Stem cells are the perpetual adolescents of the cellular world, uncommitted to any cell fate. In principle, they can be programmed to differentiate into any mature cell type, holding the promise of regenerating tissues and organs. A fuller understanding of their biology, however, is needed.
Our finding provides a better understanding of the complexity of how the stem cell state is regulated, says Eva M. Hernando-Monge, PhD, associate professor of pathology and a member of the Helen L. and Martin S. Kimmel Center for Stem Cell Biology at NYU Langone Medical Center.
The newly identified stem cell factor is BRD4, a protein associated with several cancers and the target of prospective therapies currently in clinical trials. In 2013, Dr. Hernando-Monge and colleagues found that BRD4 is overexpressed in melanoma cells and helps sustain their proliferation, whereas inhibiting BRD4 greatly slows their growth. The protein appeared to drive cancer in part by keeping cancer cells in a relatively immature, stem cell-like state. Intrigued, Dr. Hernand-Monge wanted to find out what role the protein played in actual stem cells.
In the new study, Dr. Hernando-Monges team inhibited BRD4s activity in mouse and human embryonic stem cells using BRD4-blocking compounds developed by collaborator Ming-Ming Zhou and colleagues at the Icahn School of Medicine at Mount Sinai. They also used special RNA molecules that block BRD4 gene transcripts, and observed the cells shift out of the stem cell state. As they divided, the cells began to show characteristics of young neurons. Stem cells are thought to maintain a state of quiescence until some signal forces them to divide, producing a differentiated, highly specialized cell.

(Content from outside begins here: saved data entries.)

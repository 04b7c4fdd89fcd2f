//! Line diffs for reviewing proposed modifications.
//!
//! The diff is positional: line `i` of the original is compared with line `i`
//! of the proposal. It is meant for short edits of a single document, where
//! the author reviews each changed line.

use serde::{Deserialize, Serialize};

use crate::unit::{ContentUnit, TargetedChange, UnitId, UnitStatus};

/// Classification of one diff line.
#[derive(Debug, Clone, Copy, PartialEq, Eq, Serialize, Deserialize)]
#[serde(rename_all = "snake_case")]
pub enum LineChange {
    Unchanged,
    Removed,
    Added,
}

/// One line of a unified diff.
#[derive(Debug, Clone, PartialEq, Eq, Serialize, Deserialize)]
pub struct DiffLine {
    pub change: LineChange,
    pub text: String,

    /// 1-based line number in the original, for unchanged and removed lines.
    pub old_line: Option<usize>,

    /// 1-based line number in the proposal, for unchanged and added lines.
    pub new_line: Option<usize>,
}

/// One cell of a side-by-side column. Placeholders have no change and no
/// line number.
#[derive(Debug, Clone, PartialEq, Eq, Serialize, Deserialize)]
pub struct SideLine {
    pub change: Option<LineChange>,
    pub text: String,
    pub line_number: Option<usize>,
}

impl SideLine {
    fn placeholder() -> Self {
        Self {
            change: None,
            text: String::new(),
            line_number: None,
        }
    }

    pub fn is_placeholder(&self) -> bool {
        self.change.is_none()
    }
}

/// Two aligned columns; `left[i]` and `right[i]` describe the same row.
#[derive(Debug, Clone, Default, PartialEq, Eq, Serialize, Deserialize)]
pub struct SideBySide {
    pub left: Vec<SideLine>,
    pub right: Vec<SideLine>,
}

/// Line counts of a diff.
#[derive(Debug, Clone, Copy, Default, PartialEq, Eq, Serialize, Deserialize)]
pub struct DiffSummary {
    pub unchanged: usize,
    pub removed: usize,
    pub added: usize,
}

impl DiffSummary {
    pub fn of(lines: &[DiffLine]) -> Self {
        let mut summary = Self::default();
        for line in lines {
            match line.change {
                LineChange::Unchanged => summary.unchanged += 1,
                LineChange::Removed => summary.removed += 1,
                LineChange::Added => summary.added += 1,
            }
        }
        summary
    }

    pub fn is_identical(&self) -> bool {
        self.removed == 0 && self.added == 0
    }
}

/// Rows of a positional diff: the original and proposed line at each index.
fn rows<'a>(
    original: &'a str,
    proposed: &'a str,
) -> impl Iterator<Item = (usize, Option<&'a str>, Option<&'a str>)> {
    let old: Vec<&str> = original.split('\n').collect();
    let new: Vec<&str> = proposed.split('\n').collect();
    let len = old.len().max(new.len());
    (0..len).map(move |i| (i + 1, old.get(i).copied(), new.get(i).copied()))
}

/// Interleaved diff: at each differing index the removed line comes first.
/// Empty lines are never reported as removed or added.
pub fn unified_diff(original: &str, proposed: &str) -> Vec<DiffLine> {
    let mut lines = Vec::new();
    for (number, old, new) in rows(original, proposed) {
        if old == new {
            lines.push(DiffLine {
                change: LineChange::Unchanged,
                text: old.unwrap_or_default().to_string(),
                old_line: Some(number),
                new_line: Some(number),
            });
            continue;
        }
        if let Some(old) = old.filter(|l| !l.is_empty()) {
            lines.push(DiffLine {
                change: LineChange::Removed,
                text: old.to_string(),
                old_line: Some(number),
                new_line: None,
            });
        }
        if let Some(new) = new.filter(|l| !l.is_empty()) {
            lines.push(DiffLine {
                change: LineChange::Added,
                text: new.to_string(),
                old_line: None,
                new_line: Some(number),
            });
        }
    }
    lines
}

/// Parallel columns with a placeholder wherever one side has nothing to show.
pub fn side_by_side(original: &str, proposed: &str) -> SideBySide {
    let mut columns = SideBySide::default();
    for (number, old, new) in rows(original, proposed) {
        if old == new {
            let line = SideLine {
                change: Some(LineChange::Unchanged),
                text: old.unwrap_or_default().to_string(),
                line_number: Some(number),
            };
            columns.left.push(line.clone());
            columns.right.push(line);
            continue;
        }

        columns.left.push(match old.filter(|l| !l.is_empty()) {
            Some(text) => SideLine {
                change: Some(LineChange::Removed),
                text: text.to_string(),
                line_number: Some(number),
            },
            None => SideLine::placeholder(),
        });
        columns.right.push(match new.filter(|l| !l.is_empty()) {
            Some(text) => SideLine {
                change: Some(LineChange::Added),
                text: text.to_string(),
                line_number: Some(number),
            },
            None => SideLine::placeholder(),
        });
    }
    columns
}

/// Everything the author needs to decide on a unit's pending change.
#[derive(Debug, Clone, PartialEq, Serialize, Deserialize)]
pub struct ChangeReview {
    pub unit_id: UnitId,
    pub description: String,
    pub changes: Vec<TargetedChange>,
    pub original_content: String,
    pub proposed_content: String,
    pub lines: Vec<DiffLine>,
    pub side_by_side: SideBySide,
    pub summary: DiffSummary,

    /// Whether the modify run has finished and the change can be decided.
    pub decidable: bool,
}

/// Build the review of a unit's pending change, if it has one awaiting a
/// decision.
pub fn review(unit: &ContentUnit) -> Option<ChangeReview> {
    let pending = unit.pending_change.as_ref().filter(|p| p.is_awaiting())?;
    let lines = unified_diff(&unit.content, &pending.proposed_content);
    Some(ChangeReview {
        unit_id: unit.id.clone(),
        description: pending.description(),
        changes: pending.changes.clone(),
        original_content: unit.content.clone(),
        proposed_content: pending.proposed_content.clone(),
        summary: DiffSummary::of(&lines),
        side_by_side: side_by_side(&unit.content, &pending.proposed_content),
        lines,
        decidable: unit.status == UnitStatus::Complete,
    })
}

BRD4 has been known to regulate gene activity by binding to the support structure of DNA, called chromatin, at special switch sites called super-enhancers distributed throughout the genome. These sites are believed to be top-level controllers, orchestrating the distinctive expression patterns of several genes that together determine specific cell types such as nerve or muscle.
We found that BRD4 occupies the super-enhancer sites of genes that are important for maintaining stem cell identity, says Raffaella Di Micco, PhD, a postdoctoral fellow who conceived the research project with Dr. Hernando-Monge and performed most of the experiments. These genes, including OCT4 and PRDM14, showed steep drops in expression when Dr. Di Micco applied BRD4 inhibitors to stem cells.
OCT4 also represses neuronal differentiation, so we think that the loss of that repression with BRD4 inhibition is the most likely reason for the induction of neuronal characteristics in the stem cells, says Dr. Di Micco.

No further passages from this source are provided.